In all cases know your ammunition and make sure the land owner knows you know. Let’s assume you’re shooting shotgun. What type of cartridge do you need? Fibre wad is always going to be the one, a farmer doesn’t want a field full of plastic. How far will your shot go 300m is the exclusion zone you’re looking for (this is just a rule of thumb.) Remember Safety Safety Safety. Show the land owner you understand your craft.
And remember you hate litter, you pick up 100% of cartridges and you make a point of picking up any others you find.

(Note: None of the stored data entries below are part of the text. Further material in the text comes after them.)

/// Builds registry paths for one job. Every node of a job lives under `/{job}`.
#[derive(Debug, Clone, PartialEq, Eq)]
pub struct JobNodePath {
    job_name: String,
}

pub const CONFIG_NODE: &str = "config";
pub const SERVERS_NODE: &str = "servers";
pub const INSTANCES_NODE: &str = "instances";
pub const SHARDING_NODE: &str = "sharding";
pub const TRIGGER_NODE: &str = "trigger";
pub const SHUTDOWN_NODE: &str = "shutdown";

pub const LEADER_ELECTION_INSTANCE: &str = "leader/election/instance";
pub const LEADER_ELECTION_LATCH: &str = "leader/election/latch";
pub const SHARDING_NECESSARY: &str = "leader/sharding/necessary";
pub const SHARDING_PROCESSING: &str = "leader/sharding/processing";
pub const FAILOVER_ITEMS_ROOT: &str = "leader/failover/items";

impl JobNodePath {
    pub fn new(job_name: impl Into<String>) -> Self {
        Self {
            job_name: job_name.into(),
        }
    }

    pub fn job_name(&self) -> &str {
        &self.job_name
    }

    pub fn root(&self) -> String {
        format!("/{}", self.job_name)
    }

    /// Full path of a node relative to the job root.
    pub fn full_path(&self, node: &str) -> String {
        format!("/{}/{}", self.job_name, node)
    }

    /// Job-relative form of a full path, `None` if it belongs to another job.
    pub fn relative<'a>(&self, full_path: &'a str) -> Option<&'a str> {
        full_path
            .strip_prefix('/')
            .and_then(|p| p.strip_prefix(self.job_name.as_str()))
            .and_then(|p| p.strip_prefix('/'))
    }

    pub fn server_node(ip: &str) -> String {
        format!("{}/{}", SERVERS_NODE, ip)
    }

    pub fn instance_node(instance_id: &str) -> String {
        format!("{}/{}", INSTANCES_NODE, instance_id)
    }

    pub fn sharding_item_root(item: u32) -> String {
        format!("{}/{}", SHARDING_NODE, item)
    }

    pub fn sharding_instance_node(item: u32) -> String {
        format!("{}/{}/instance", SHARDING_NODE, item)
    }

    pub fn running_node(item: u32) -> String {
        format!("{}/{}/running", SHARDING_NODE, item)
    }

    pub fn misfire_node(item: u32) -> String {
        format!("{}/{}/misfire", SHARDING_NODE, item)
    }

    pub fn disabled_node(item: u32) -> String {
        format!("{}/{}/disabled", SHARDING_NODE, item)
    }

    /// Records which instance took over `item` through failover.
    pub fn failover_node(item: u32) -> String {
        format!("{}/{}/failover", SHARDING_NODE, item)
    }

    /// Queue entry of an abandoned `item`.
    pub fn failover_item_node(item: u32) -> String {
        format!("{}/{}", FAILOVER_ITEMS_ROOT, item)
    }

    pub fn trigger_node(instance_id: &str) -> String {
        format!("{}/{}", TRIGGER_NODE, instance_id)
    }

    pub fn shutdown_node(instance_id: &str) -> String {
        format!("{}/{}", SHUTDOWN_NODE, instance_id)
    }

    /// Sharding item of a `sharding/{item}/...` relative path.
    pub fn parse_sharding_item(relative: &str) -> Option<u32> {
        relative
            .strip_prefix(SHARDING_NODE)?
            .strip_prefix('/')?
            .split('/')
            .next()?
            .parse()
            .ok()
    }

    pub fn is_config_path(relative: &str) -> bool {
        relative == CONFIG_NODE
    }

    pub fn is_server_path(relative: &str) -> bool {
        relative
            .strip_prefix(SERVERS_NODE)
            .map_or(false, |rest| rest.starts_with('/') && rest.len() > 1)
    }

    pub fn is_instance_path(relative: &str) -> bool {
        relative
            .strip_prefix(INSTANCES_NODE)
            .map_or(false, |rest| rest.starts_with('/') && rest.len() > 1)
    }

    /// Last path segment.
    pub fn leaf(relative: &str) -> &str {
        relative.rsplit('/').next().unwrap_or(relative)
    }
}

When are you wanting to shoot?
Let the land owner know when you plan to be out, let them know that you will text him/her every time you go out. Also let them know you will be calling 101 to inform the local police force when you are out. The land owner doesn’t want the police tipping up on reports of gun fire.
Where can you shoot?
Make sure you know where you can shoot. We’re still in our initial conversation with the land owner so tell them if they give you permission you will come back with a map to be clearly marked. (Try google maps they have satellite images you can print off and this shows field boundaries.) Also get written permission. You do not need written permission by law but it’s much better if you get it. The land owner may be a farmer with employees that don’t know you, written permission and a marked map will quickly end any uncomfortable conversations when handling a firearm. It’s also good to display this in any vehicles, it will put peoples minds at rest. Let the land owner know this. Written Permission can be in any form but I suggest the BASC form you can download the PDF here. Ensure the land owner knows you are aware of any public rights of way and think about highlighting them on the map.

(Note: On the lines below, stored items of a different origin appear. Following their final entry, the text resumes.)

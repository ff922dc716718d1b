use std::collections::BTreeMap;
use std::sync::Arc;
use std::time::Duration;

use async_trait::async_trait;
use clap::{Parser, ValueEnum};
use serde::Serialize;
use tracing_subscriber::EnvFilter;

use shard_lite::config::{CoordinatorConfig, JobConfig, ShardingStrategyType};
use shard_lite::error::JobError;
use shard_lite::executor::ShardingJob;
use shard_lite::instance::{JobInstance, DELIMITER};
use shard_lite::node::{JobNode, Node};
use shard_lite::registry::{MemoryRegistry, MemorySession};
use shard_lite::sharding::{strategy_for, ShardingContext};
use shard_lite::shutdown::install_shutdown_handler;

#[derive(Parser, Debug)]
#[command(name = "shard-lite")]
#[command(version)]
#[command(about = "Distributed job sharding over a shared registry")]
#[command(propagate_version = true)]
struct Args {
    #[command(subcommand)]
    command: Commands,
}

#[derive(clap::Subcommand, Debug)]
enum Commands {
    /// Start several instances of a job in-process and show how items move
    Simulate(SimulateArgs),

    /// Print the assignment a strategy computes, without any registry
    Assign(AssignArgs),
}

// =============================================================================
// Arguments
// =============================================================================

#[derive(Parser, Debug)]
struct SimulateArgs {
    /// Job name
    #[arg(long, default_value = "demo_job")]
    job: String,

    /// Number of instances to start
    #[arg(long, short = 'n', default_value = "3")]
    instances: usize,

    /// Sharding total count
    #[arg(long, short = 't', default_value = "10")]
    total: u32,

    /// Sharding strategy
    #[arg(long, default_value = "average")]
    strategy: StrategyArg,

    /// Item parameters, e.g. "0=Beijing,1=Shanghai"
    #[arg(long, default_value = "")]
    item_parameters: String,

    /// Crash the instance at this index after the first assignment
    #[arg(long)]
    kill: Option<usize>,

    /// Enable failover of items left running by a crashed instance
    #[arg(long)]
    failover: bool,

    /// Output format
    #[arg(long, short = 'o', default_value = "table")]
    output: OutputFormat,
}

#[derive(Parser, Debug)]
struct AssignArgs {
    /// Job name (round-robin and odevity depend on it)
    #[arg(long, default_value = "demo_job")]
    job: String,

    /// Number of instances
    #[arg(long, short = 'n', default_value = "3")]
    instances: usize,

    /// Sharding total count
    #[arg(long, short = 't', default_value = "10")]
    total: u32,

    /// Sharding strategy
    #[arg(long, default_value = "average")]
    strategy: StrategyArg,

    /// Output format
    #[arg(long, short = 'o', default_value = "table")]
    output: OutputFormat,
}

#[derive(Debug, Clone, Copy, ValueEnum)]
enum StrategyArg {
    Average,
    RoundRobin,
    Odevity,
}

impl From<StrategyArg> for ShardingStrategyType {
    fn from(arg: StrategyArg) -> Self {
        match arg {
            StrategyArg::Average => ShardingStrategyType::AverageAllocation,
            StrategyArg::RoundRobin => ShardingStrategyType::RoundRobin,
            StrategyArg::Odevity => ShardingStrategyType::Odevity,
        }
    }
}

#[derive(Debug, Clone, ValueEnum)]
enum OutputFormat {
    Table,
    Json,
}

// =============================================================================
// JSON Output Types
// =============================================================================

#[derive(Serialize)]
struct InstanceOutput {
    instance_id: String,
    items: Vec<u32>,
}

#[derive(Serialize)]
struct SnapshotOutput {
    phase: String,
    job: String,
    total: u32,
    leader: Option<String>,
    instances: Vec<InstanceOutput>,
    failover_queue: Vec<u32>,
}

#[derive(Serialize)]
struct SimulationOutput {
    snapshots: Vec<SnapshotOutput>,
}

// =============================================================================
// Simulated job
// =============================================================================

/// Pretends to process each item for a short while.
struct SimulatedJob;

#[async_trait]
impl ShardingJob for SimulatedJob {
    async fn execute(&self, context: ShardingContext) -> Result<(), JobError> {
        tracing::info!(
            job = %context.job_name,
            item = context.sharding_item,
            parameter = %context.sharding_parameter,
            "Processing item"
        );
        tokio::time::sleep(Duration::from_millis(20)).await;
        Ok(())
    }
}

// =============================================================================
// Helper Functions
// =============================================================================

fn instance_for(index: usize) -> JobInstance {
    let ip = format!("10.0.0.{}", index + 1);
    JobInstance::with_id(format!("{}{}{}", ip, DELIMITER, std::process::id()), ip)
}

/// Run every live instance until the assignment settles or attempts run out.
async fn settle(nodes: &[Arc<JobNode>]) -> Result<(), Box<dyn std::error::Error>> {
    for _ in 0..50 {
        for node in nodes {
            if let Err(e) = node.run_once().await {
                tracing::debug!(instance_id = %node.instance_id(), error = %e, "Run failed while settling");
            }
        }
        let Some(first) = nodes.first() else {
            return Ok(());
        };
        let sharding = first.sharding();
        if !sharding.is_need_sharding().await?
            && !sharding.has_unassigned_items().await?
            && !sharding.has_sharding_info_in_offline_servers().await?
        {
            return Ok(());
        }
        tokio::time::sleep(Duration::from_millis(50)).await;
    }
    tracing::warn!("Assignment did not settle");
    Ok(())
}

async fn snapshot(
    phase: &str,
    nodes: &[Arc<JobNode>],
    total: u32,
) -> Result<SnapshotOutput, Box<dyn std::error::Error>> {
    let Some(first) = nodes.first() else {
        return Err("no live instances".into());
    };
    let mut by_instance: BTreeMap<String, Vec<u32>> = nodes
        .iter()
        .map(|n| (n.instance_id().to_string(), Vec::new()))
        .collect();
    for (item, owner) in first.sharding().get_sharding_assignment().await? {
        by_instance.entry(owner).or_default().push(item);
    }
    Ok(SnapshotOutput {
        phase: phase.to_string(),
        job: first.job_name().to_string(),
        total,
        leader: first.leader().leader_id().await?,
        instances: by_instance
            .into_iter()
            .map(|(instance_id, items)| InstanceOutput { instance_id, items })
            .collect(),
        failover_queue: first.failover().queued_items().await?,
    })
}

fn print_snapshot(snapshot: &SnapshotOutput) {
    println!("{} ({} items)", snapshot.phase, snapshot.total);
    println!("{}", "=".repeat(50));
    println!("Leader: {}", snapshot.leader.as_deref().unwrap_or("-"));
    println!();
    println!("{:<30} ITEMS", "INSTANCE");
    println!("{}", "-".repeat(50));
    for instance in &snapshot.instances {
        let items: Vec<String> = instance.items.iter().map(u32::to_string).collect();
        println!("{:<30} {}", instance.instance_id, items.join(","));
    }
    if !snapshot.failover_queue.is_empty() {
        println!();
        println!("Failover queue: {:?}", snapshot.failover_queue);
    }
    println!();
}

// =============================================================================
// Command Handlers
// =============================================================================

async fn run_simulation(
    args: SimulateArgs,
    registry: MemoryRegistry,
    sessions: &mut Vec<Arc<MemorySession>>,
    nodes: &mut Vec<Arc<JobNode>>,
    hosts: &mut Vec<Node>,
) -> Result<SimulationOutput, Box<dyn std::error::Error>> {
    let config = JobConfig::new(args.job.clone(), args.total)
        .with_strategy(args.strategy.into())
        .with_item_parameters(args.item_parameters.clone())
        .with_failover(args.failover)
        .with_reconcile_interval_minutes(0);
    let coordinator = CoordinatorConfig {
        election_retry_interval_ms: 20,
        running_wait_timeout_ms: 500,
        leader_poll_interval_ms: 20,
        ..CoordinatorConfig::default()
    };

    for index in 0..args.instances {
        let session = registry.session();
        let host = Node::with_instance(instance_for(index)).with_coordinator_config(coordinator.clone());
        let node = host
            .start_job(config.clone(), Arc::new(SimulatedJob), session.clone())
            .await?;
        sessions.push(session);
        nodes.push(node);
        hosts.push(host);
    }

    let mut output = SimulationOutput {
        snapshots: Vec::new(),
    };
    settle(nodes).await?;
    output
        .snapshots
        .push(snapshot("Initial assignment", nodes, args.total).await?);

    if let Some(index) = args.kill {
        if index >= nodes.len() {
            return Err(format!("--kill {} is out of range", index).into());
        }
        let victim = nodes.remove(index);
        let session = sessions.remove(index);
        // Leave a running marker behind the way a crash mid-run would.
        victim
            .execution()
            .register_begin(&victim.sharding().get_local_sharding_items().await?)
            .await?;
        session.close().await;
        victim.stop().await;
        hosts.remove(index);
        tracing::info!(instance_id = %victim.instance_id(), "Instance crashed");

        // The leader flags the stale assignment and reclaims the orphaned items.
        for node in nodes.iter() {
            node.leader().elect_if_needed().await?;
        }
        for node in nodes.iter() {
            node.reconcile().reconcile_once().await?;
        }
        settle(nodes).await?;
        output.snapshots.push(
            snapshot(
                &format!("After crash of {}", victim.instance_id()),
                nodes,
                args.total,
            )
            .await?,
        );
    }
    Ok(output)
}

async fn handle_simulate(args: SimulateArgs) -> Result<(), Box<dyn std::error::Error>> {
    let shutdown = install_shutdown_handler();
    let output_format = args.output.clone();
    let registry = MemoryRegistry::new();
    let mut sessions = Vec::new();
    let mut nodes = Vec::new();
    let mut hosts = Vec::new();

    let result = tokio::select! {
        result = run_simulation(args, registry, &mut sessions, &mut nodes, &mut hosts) => result,
        _ = shutdown.cancelled() => Err("interrupted".into()),
    };

    for host in &hosts {
        host.shutdown_all().await;
    }
    let output = result?;

    match output_format {
        OutputFormat::Json => println!("{}", serde_json::to_string_pretty(&output)?),
        OutputFormat::Table => {
            for snapshot in &output.snapshots {
                print_snapshot(snapshot);
            }
        }
    }
    Ok(())
}

fn handle_assign(args: AssignArgs) -> Result<(), Box<dyn std::error::Error>> {
    let instances: Vec<JobInstance> = (0..args.instances).map(instance_for).collect();
    let strategy = strategy_for(args.strategy.into());
    let assignment = strategy.sharding(&instances, &args.job, args.total);
    let output = SnapshotOutput {
        phase: format!("{} assignment", strategy.strategy_type()),
        job: args.job,
        total: args.total,
        leader: None,
        instances: assignment
            .into_iter()
            .map(|(instance, items)| InstanceOutput {
                instance_id: instance.instance_id,
                items,
            })
            .collect(),
        failover_queue: Vec::new(),
    };
    match args.output {
        OutputFormat::Json => println!("{}", serde_json::to_string_pretty(&output)?),
        OutputFormat::Table => print_snapshot(&output),
    }
    Ok(())
}

#[tokio::main]
async fn main() -> Result<(), Box<dyn std::error::Error>> {
    tracing_subscriber::fmt()
        .with_env_filter(EnvFilter::try_from_default_env().unwrap_or_else(|_| EnvFilter::new("warn")))
        .with_writer(std::io::stderr)
        .init();

    let args = Args::parse();
    match args.command {
        Commands::Simulate(simulate_args) => handle_simulate(simulate_args).await?,
        Commands::Assign(assign_args) => handle_assign(assign_args)?,
    }
    Ok(())
}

Dress respectably, I’m not talking suit and tie but dress appropriately. (No trackies and trainers. And if you drive a Corsa with a K&N air filter and stainless exhaust get a lift.)
Who are you talking too?
If you’re tipping up at someones door, ask them if they are the land owner if you don’t know. Remember who you are talking too, it’s Sir or Mam, if you know the family name you can also use Mr or Mrs/Miss. If they introduce themselves by first name try using sir anyway, most people will say “please jut call me Jeff.” It shows respect and gets you on a good footing.

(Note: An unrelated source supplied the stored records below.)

use std::sync::atomic::{AtomicBool, Ordering};

use tokio::sync::Notify;
use tokio_util::sync::CancellationToken;

use crate::instance::JobInstance;

/// In-process state of one job on this instance.
///
/// Everything the coordination engine shares lives in the registry; this only
/// holds what is local to the process: identity, whether the job is executing
/// right now, and lifecycle flags.
#[derive(Debug)]
pub struct JobRuntime {
    job_name: String,
    instance: JobInstance,
    running: AtomicBool,
    shutdown: AtomicBool,
    suspended: AtomicBool,
    trigger: Notify,
    cancel: CancellationToken,
}

impl JobRuntime {
    pub fn new(job_name: impl Into<String>, instance: JobInstance) -> Self {
        Self {
            job_name: job_name.into(),
            instance,
            running: AtomicBool::new(false),
            shutdown: AtomicBool::new(false),
            suspended: AtomicBool::new(false),
            trigger: Notify::new(),
            cancel: CancellationToken::new(),
        }
    }

    pub fn job_name(&self) -> &str {
        &self.job_name
    }

    pub fn instance(&self) -> &JobInstance {
        &self.instance
    }

    pub fn instance_id(&self) -> &str {
        &self.instance.instance_id
    }

    pub fn is_running(&self) -> bool {
        self.running.load(Ordering::SeqCst)
    }

    /// Mark the job as executing. Returns false if it already was.
    pub fn begin_running(&self) -> bool {
        !self.running.swap(true, Ordering::SeqCst)
    }

    pub fn end_running(&self) {
        self.running.store(false, Ordering::SeqCst);
    }

    pub fn is_shutdown(&self) -> bool {
        self.shutdown.load(Ordering::SeqCst)
    }

    /// Flag the job as shutting down and cancel its background tasks.
    /// Returns false if shutdown had already begun.
    pub fn begin_shutdown(&self) -> bool {
        let first = !self.shutdown.swap(true, Ordering::SeqCst);
        self.cancel.cancel();
        self.trigger.notify_one();
        first
    }

    pub fn is_suspended(&self) -> bool {
        self.suspended.load(Ordering::SeqCst)
    }

    pub fn set_suspended(&self, suspended: bool) {
        self.suspended.store(suspended, Ordering::SeqCst);
    }

    /// Ask the execution loop to run as soon as possible.
    pub fn request_trigger(&self) {
        self.trigger.notify_one();
    }

    pub async fn triggered(&self) {
        self.trigger.notified().await;
    }

    pub fn cancellation_token(&self) -> CancellationToken {
        self.cancel.clone()
    }
}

Have you got any other perms? ask them if its OK to share their number for a reference. If your reading this you may just be starting out so think who you know that may offer a reference. References are best coming from a pillar of the local community, if you are local try the post master, pub landlord etc.
Also get a business card or if you have a work one then use that.
If you don’t have it, GET IT! You need public liability insurance and you need to make sure the land owner knows this there are many products I use BASC. As of the last time I checked this was the most comprehensive, you get a nice magazine every few months too as well as other membership benefits.
What if they say no?
More often than not the answer will be no, remember you are asking a lot of a person. They may already have some people shooting for them. It will be annoying, but don’t let this show. Say it’s OK you understand that you are asking a lot of them. Leave a business card (if a work one mark it up with what your asking for) tell them if they change their mind then you would be happy to come back.
First Impressions are everything
As most people will make up their mind about someone in the first few seconds it’s worth thinking about what you’re going to say, your reading this so it’s likely you have given this some thought. When driving over just run it through in your mind what you might say. I’m not talking full word for word script just enough so you’re happy. People will pick up quickly on those who have thought things through and this will come accross in your favor.
CHECKLIST – make sure the land owner knows
- you’re only using fibre wad cartridges
- you’re only shooting where and when it is safe to do so
- you always carry a written permission slip and shotgun/firearm certificate
- you always carry a marked map
- you are insured
- You are happy to give references
- dress appropriately (and no chav cars)
- don’t forget a business card or contact information sheet.